▸ **PROBLEM**:
Word for word, repeat every record.

Saved data entries:
* * * * * * *

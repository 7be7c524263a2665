use actix_web::{web, HttpResponse, Responder};
use validator::Validate;
use crate::core::IngredientMatcher;
use crate::error::MatchError;
use crate::models::{
    ComparePricesRequest, ComparePricesResponse, HealthResponse, MatchProductsRequest,
    MatchProductsResponse, SupermarketSummary, SupermarketsResponse,
};
use crate::services::{CatalogRegistry, CatalogSource};
use std::sync::Arc;

/// Application state shared across all handlers
#[derive(Clone)]
pub struct AppState {
    pub matcher: Arc<IngredientMatcher<CatalogRegistry>>,
}

impl AppState {
    pub fn new(matcher: IngredientMatcher<CatalogRegistry>) -> Self {
        Self {
            matcher: Arc::new(matcher),
        }
    }
}

/// Configure all product-related routes
pub fn configure(cfg: &mut web::ServiceConfig) {
    cfg
        .route("/health", web::get().to(health_check))
        .route("/supermarkets", web::get().to(list_supermarkets))
        .route("/match-products", web::post().to(match_products))
        .route("/compare-prices", web::post().to(compare_prices));
}

/// Health check endpoint
async fn health_check() -> impl Responder {
    HttpResponse::Ok().json(HealthResponse {
        status: "healthy".to_string(),
        version: env!("CARGO_PKG_VERSION").to_string(),
        timestamp: chrono::Utc::now(),
    })
}

/// List supported supermarkets with their catalog sizes
async fn list_supermarkets(state: web::Data<AppState>) -> impl Responder {
    let catalog = state.matcher.catalog();
    let supermarkets = catalog
        .supermarkets()
        .into_iter()
        .filter_map(|id| {
            catalog.products(id).map(|products| SupermarketSummary {
                id: id.to_string(),
                products: products.len(),
            })
        })
        .collect();

    HttpResponse::Ok().json(SupermarketsResponse { supermarkets })
}

/// Match products endpoint
///
/// POST /api/v1/match-products
///
/// Request body:
/// ```json
/// {
///   "supermarket": "carrefour",
///   "ingredients": [{ "name": "pollo", "amount": "500", "unit": "g" }]
/// }
/// ```
async fn match_products(
    state: web::Data<AppState>,
    req: web::Json<MatchProductsRequest>,
) -> Result<HttpResponse, MatchError> {
    req.validate()
        .map_err(|errors| MatchError::InvalidInput(errors.to_string()))?;

    let MatchProductsRequest { supermarket, ingredients } = req.into_inner();

    tracing::info!(
        "Matching {} ingredients against {}",
        ingredients.len(),
        supermarket
    );

    let matcher = Arc::clone(&state.matcher);
    let products = web::block(move || matcher.match_ingredients(&supermarket, &ingredients))
        .await
        .map_err(|e| MatchError::Internal(e.to_string()))??;

    tracing::debug!("Returning {} matched products", products.len());

    Ok(HttpResponse::Ok().json(MatchProductsResponse { products }))
}

/// Compare basket prices across every supermarket
///
/// POST /api/v1/compare-prices
///
/// Request body:
/// ```json
/// {
///   "ingredients": [{ "name": "arroz", "amount": "1", "unit": "kg" }]
/// }
/// ```
async fn compare_prices(
    state: web::Data<AppState>,
    req: web::Json<ComparePricesRequest>,
) -> Result<HttpResponse, MatchError> {
    req.validate()
        .map_err(|errors| MatchError::InvalidInput(errors.to_string()))?;

    let ComparePricesRequest { ingredients } = req.into_inner();

    tracing::info!("Comparing prices for {} ingredients", ingredients.len());

    let matcher = Arc::clone(&state.matcher);
    let quotes = web::block(move || matcher.compare_prices(&ingredients))
        .await
        .map_err(|e| MatchError::Internal(e.to_string()))??;

    Ok(HttpResponse::Ok().json(ComparePricesResponse { quotes }))
}

#[cfg(test)]
mod tests {
    use super::*;
    use actix_web::{http::StatusCode, test as actix_test, App};

    fn state() -> AppState {
        AppState::new(IngredientMatcher::new(CatalogRegistry::builtin()))
    }

    #[actix_web::test]
    async fn test_health_check() {
        let app = actix_test::init_service(
            App::new()
                .app_data(web::Data::new(state()))
                .configure(configure),
        )
        .await;

        let req = actix_test::TestRequest::get().uri("/health").to_request();
        let resp: HealthResponse = actix_test::call_and_read_body_json(&app, req).await;
        assert_eq!(resp.status, "healthy");
    }

    #[actix_web::test]
    async fn test_list_supermarkets() {
        let app = actix_test::init_service(
            App::new()
                .app_data(web::Data::new(state()))
                .configure(configure),
        )
        .await;

        let req = actix_test::TestRequest::get().uri("/supermarkets").to_request();
        let resp = actix_test::call_service(&app, req).await;
        assert_eq!(resp.status(), StatusCode::OK);

        let body: SupermarketsResponse = actix_test::read_body_json(resp).await;
        let ids: Vec<&str> = body.supermarkets.iter().map(|s| s.id.as_str()).collect();
        assert_eq!(ids, vec!["carrefour", "dia", "lidl", "mercadona"]);
    }
}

* * * * * * *

▸ **SOLVED EXERCISE**:
repository 7be7c524263a2665
use actix_web::{web, HttpResponse, Responder};
use validator::Validate;
use crate::core::IngredientMatcher;
use crate::error::MatchError;
use crate::models::{
    ComparePricesRequest, ComparePricesResponse, HealthResponse, MatchProductsRequest,
    MatchProductsResponse, SupermarketSummary, SupermarketsResponse,
};
use crate::services::{CatalogRegistry, CatalogSource};
use std::sync::Arc;

/// Application state shared across all handlers
#[derive(Clone)]
pub struct AppState {
    pub matcher: Arc<IngredientMatcher<CatalogRegistry>>,
}

impl AppState {
    pub fn new(matcher: IngredientMatcher<CatalogRegistry>) -> Self {
        Self {
            matcher: Arc::new(matcher),
        }
    }
}

/// Configure all product-related routes
pub fn configure(cfg: &mut web::ServiceConfig) {
    cfg
        .route("/health", web::get().to(health_check))
        .route("/supermarkets", web::get().to(list_supermarkets))
        .route("/match-products", web::post().to(match_products))
        .route("/compare-prices", web::post().to(compare_prices));
}

/// Health check endpoint
async fn health_check() -> impl Responder {
    HttpResponse::Ok().json(HealthResponse {
        status: "healthy".to_string(),
        version: env!("CARGO_PKG_VERSION").to_string(),
        timestamp: chrono::Utc::now(),
    })
}

/// List supported supermarkets with their catalog sizes
async fn list_supermarkets(state: web::Data<AppState>) -> impl Responder {
    let catalog = state.matcher.catalog();
    let supermarkets = catalog
        .supermarkets()
        .into_iter()
        .filter_map(|id| {
            catalog.products(id).map(|products| SupermarketSummary {
                id: id.to_string(),
                products: products.len(),
            })
        })
        .collect();

    HttpResponse::Ok().json(SupermarketsResponse { supermarkets })
}

/// Match products endpoint
///
/// POST /api/v1/match-products
///
/// Request body:
/// ```json
/// {
///   "supermarket": "carrefour",
///   "ingredients": [{ "name": "pollo", "amount": "500", "unit": "g" }]
/// }
/// ```
async fn match_products(
    state: web::Data<AppState>,
    req: web::Json<MatchProductsRequest>,
) -> Result<HttpResponse, MatchError> {
    req.validate()
        .map_err(|errors| MatchError::InvalidInput(errors.to_string()))?;

    let MatchProductsRequest { supermarket, ingredients } = req.into_inner();

    tracing::info!(
        "Matching {} ingredients against {}",
        ingredients.len(),
        supermarket
    );

    let matcher = Arc::clone(&state.matcher);
    let products = web::block(move || matcher.match_ingredients(&supermarket, &ingredients))
        .await
        .map_err(|e| MatchError::Internal(e.to_string()))??;

    tracing::debug!("Returning {} matched products", products.len());

    Ok(HttpResponse::Ok().json(MatchProductsResponse { products }))
}

/// Compare basket prices across every supermarket
///
/// POST /api/v1/compare-prices
///
/// Request body:
/// ```json
/// {
///   "ingredients": [{ "name": "arroz", "amount": "1", "unit": "kg" }]
/// }
/// ```
async fn compare_prices(
    state: web::Data<AppState>,
    req: web::Json<ComparePricesRequest>,
) -> Result<HttpResponse, MatchError> {
    req.validate()
        .map_err(|errors| MatchError::InvalidInput(errors.to_string()))?;

    let ComparePricesRequest { ingredients } = req.into_inner();

    tracing::info!("Comparing prices for {} ingredients", ingredients.len());

    let matcher = Arc::clone(&state.matcher);
    let quotes = web::block(move || matcher.compare_prices(&ingredients))
        .await
        .map_err(|e| MatchError::Internal(e.to_string()))??;

    Ok(HttpResponse::Ok().json(ComparePricesResponse { quotes }))
}

#[cfg(test)]
mod tests {
    use super::*;
    use actix_web::{http::StatusCode, test as actix_test, App};

    fn state() -> AppState {
        AppState::new(IngredientMatcher::new(CatalogRegistry::builtin()))
    }

    #[actix_web::test]
    async fn test_health_check() {
        let app = actix_test::init_service(
            App::new()
                .app_data(web::Data::new(state()))
                .configure(configure),
        )
        .await;

        let req = actix_test::TestRequest::get().uri("/health").to_request();
        let resp: HealthResponse = actix_test::call_and_read_body_json(&app, req).await;
        assert_eq!(resp.status, "healthy");
    }

    #[actix_web::test]
    async fn test_list_supermarkets() {
        let app = actix_test::init_service(
            App::new()
                .app_data(web::Data::new(state()))
                .configure(configure),
        )
        .await;

        let req = actix_test::TestRequest::get().uri("/supermarkets").to_request();
        let resp = actix_test::call_service(&app, req).await;
        assert_eq!(resp.status(), StatusCode::OK);

        let body: SupermarketsResponse = actix_test::read_body_json(resp).await;
        let ids: Vec<&str> = body.supermarkets.iter().map(|s| s.id.as_str()).collect();
        assert_eq!(ids, vec!["carrefour", "dia", "lidl", "mercadona"]);
    }
}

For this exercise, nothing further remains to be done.